Currently, almost all major language models are predominantly trained on English language data. As a result, English prompts achieve higher performance compared to other languages.

While multilingual models are an active area of research, for now using English maximizes accuracy and creative potential. For global companies, English represents the lingua franca for unlocking AI capabilities across regions.

Rapid Developments Require Continuous Learning



The field of artificial intelligence is advancing at a dizzying pace. New techniques such as Anthropic's Constitutional AI, Bloomberg's finance data-trained LLMs, and Meta's open-source code are rapidly making existing knowledge obsolete. We have to constantly educate ourselves to prevent our skills from becoming outdated.

Reading articles and newsletters, following projects on Github, and following leading researchers on Twitter will ensure you don't miss out on the latest developments. Falling behind the latest techniques can severely limit your prompt engineering capabilities. Setting up Google Alerts for relevant keywords can help you stay informed.

In-House AI Expertise Not Enough

Unfortunately, most companies currently do not have enough expertise in prompt engineering and AI applications in-house. This presents a significant opportunity for individuals motivated by AI to develop these skills and make a big impact.

Learning prompt engineering and integrating AI at strategic points can provide a competitive advantage. Early upskilling into company culture will prepare your company for a future where nearly every role will involve AI collaboration and fluency in prompting skills will continue to be advantageous in the near future.

Summarizing Complex Concepts

Large language models excel at digesting complex information across text, audio, and video modalities and translating it into simple, coherent summaries. This facilitates quick understanding and action for time-strapped users.

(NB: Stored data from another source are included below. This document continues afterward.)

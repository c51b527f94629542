// src/ingest/providers/gitlab.rs
use anyhow::{Context, Result};
use async_trait::async_trait;
use serde::Deserialize;

use super::{atom, join_url, parse_timestamp, Transport};
use crate::config::GitlabCfg;
use crate::ingest::types::{Event, FetchOperation, Payload, SourceKind, Stat, StatItem};

const PRIVATE_TOKEN_HEADER: &str = "PRIVATE-TOKEN";

#[derive(Debug, Deserialize)]
struct GlCommit {
    short_id: String,
    title: String,
    author_name: String,
    created_at: Option<String>,
}

#[derive(Debug, Deserialize)]
struct GlProject {
    name: String,
    description: Option<String>,
}

fn api_url(cfg: &GitlabCfg, path: &str) -> String {
    join_url(&join_url(&cfg.base_url, &cfg.api_path), path)
}

/// Commits of the configured project.
pub struct RepoCommits {
    transport: Transport,
}

impl RepoCommits {
    pub fn from_fixture(body: &str) -> Self {
        Self {
            transport: Transport::fixture(body),
        }
    }

    pub fn from_config(cfg: &GitlabCfg, client: &reqwest::Client) -> Self {
        let url = api_url(
            cfg,
            &format!("projects/{}/repository/commits", cfg.project_id),
        );
        Self {
            transport: Transport::http(client, url).header(PRIVATE_TOKEN_HEADER, cfg.token.clone()),
        }
    }
}

#[async_trait]
impl FetchOperation<Event> for RepoCommits {
    async fn fetch(&self) -> Result<Vec<Event>> {
        let body = self.transport.body("gitlab commits").await?;
        let commits: Vec<GlCommit> =
            serde_json::from_str(&body).context("parsing gitlab commits json")?;
        Ok(commits
            .into_iter()
            .filter_map(|c| {
                let on = c.created_at.as_deref().and_then(parse_timestamp)?;
                Some(Event::new(
                    on,
                    Payload::Commit {
                        short_id: c.short_id,
                        title: c.title,
                        author: c.author_name,
                    },
                ))
            })
            .collect())
    }

    fn name(&self) -> &'static str {
        "commits"
    }
}

/// Repository activity Atom feed.
pub struct RepoActivityFeed {
    transport: Transport,
}

impl RepoActivityFeed {
    pub fn from_fixture(body: &str) -> Self {
        Self {
            transport: Transport::fixture(body),
        }
    }

    pub fn from_config(cfg: &GitlabCfg, client: &reqwest::Client) -> Self {
        // The feed endpoint takes the token as a query parameter, not a header.
        let url = join_url(&cfg.base_url, &cfg.repo_feed_path);
        Self {
            transport: Transport::http(client, url).query("private_token", cfg.token.clone()),
        }
    }
}

#[async_trait]
impl FetchOperation<Event> for RepoActivityFeed {
    async fn fetch(&self) -> Result<Vec<Event>> {
        let body = self.transport.body("gitlab feed").await?;
        Ok(atom::parse_feed(&body, "gitlab feed")?
            .into_iter()
            .map(|e| {
                Event::new(
                    e.updated,
                    Payload::FeedEntry {
                        title: e.title,
                        link: e.link,
                    },
                )
            })
            .collect())
    }

    fn name(&self) -> &'static str {
        "activity_feed"
    }
}

/// Projects visible to the token, for the stats listing.
pub struct Projects {
    transport: Transport,
}

impl Projects {
    pub fn from_fixture(body: &str) -> Self {
        Self {
            transport: Transport::fixture(body),
        }
    }

    pub fn from_config(cfg: &GitlabCfg, client: &reqwest::Client) -> Self {
        Self {
            transport: Transport::http(client, api_url(cfg, "projects"))
                .header(PRIVATE_TOKEN_HEADER, cfg.token.clone()),
        }
    }
}

#[async_trait]
impl FetchOperation<Stat> for Projects {
    async fn fetch(&self) -> Result<Vec<Stat>> {
        let body = self.transport.body("gitlab projects").await?;
        let projects: Vec<GlProject> =
            serde_json::from_str(&body).context("parsing gitlab projects json")?;
        Ok(vec![Stat {
            source: SourceKind::Gitlab,
            items: projects
                .into_iter()
                .map(|p| StatItem {
                    name: p.name,
                    description: p.description.unwrap_or_default(),
                })
                .collect(),
        }])
    }

    fn name(&self) -> &'static str {
        "projects"
    }
}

For example, copying and pasting a detailed Harvard Business School case study and asking the AI to "explain it like I'm an 8-year-old" provides a simplified abstraction. Video lectures or research papers can be summarized in the same way.

This makes AI an invaluable tool for quickly understanding material before diving into nuanced details. When used correctly, AI will capture basic concepts and high-level narratives.

Dictation Significantly Improves Writing Efficiency

People often speak much faster than they can write. Using dictation instead of typing manually can increase writing efficiency by more than 3 times. For those who create content regularly, combining dictation with AI to create first drafts can greatly increase productivity.

Dictation errors may need some correction, but again, you can do this with AI and the time saved compared to writing from scratch will be negligible in comparison. The hours you spend typing every day can be allocated to higher-value work.

Preventing Job Loss Requires Engineering Skills

While AI will inevitably automate some job functions, especially routine and repetitive tasks, the demand for prompt engineering skills tailored to specific business problems will continue to grow exponentially. Individuals who neglect their prompting skills will risk being left behind.

Companies will continue to rely on human expertise in prompt engineering to build AI solutions specific to industry needs. This will continue to be a distinct advantage for employees today and for the foreseeable future. As a result, being an expert in prompt engineering will guarantee a job.

Conclusion

In summary, it has become imperative to become an expert in prompt engineering to unlock the benefits of AI. We need to treat AI assistants not as magic black boxes, but as tools to be used through task-optimized prompts. By mastering prompt programming, the business world is and will continue to benefit from both the productivity and creativity of AI.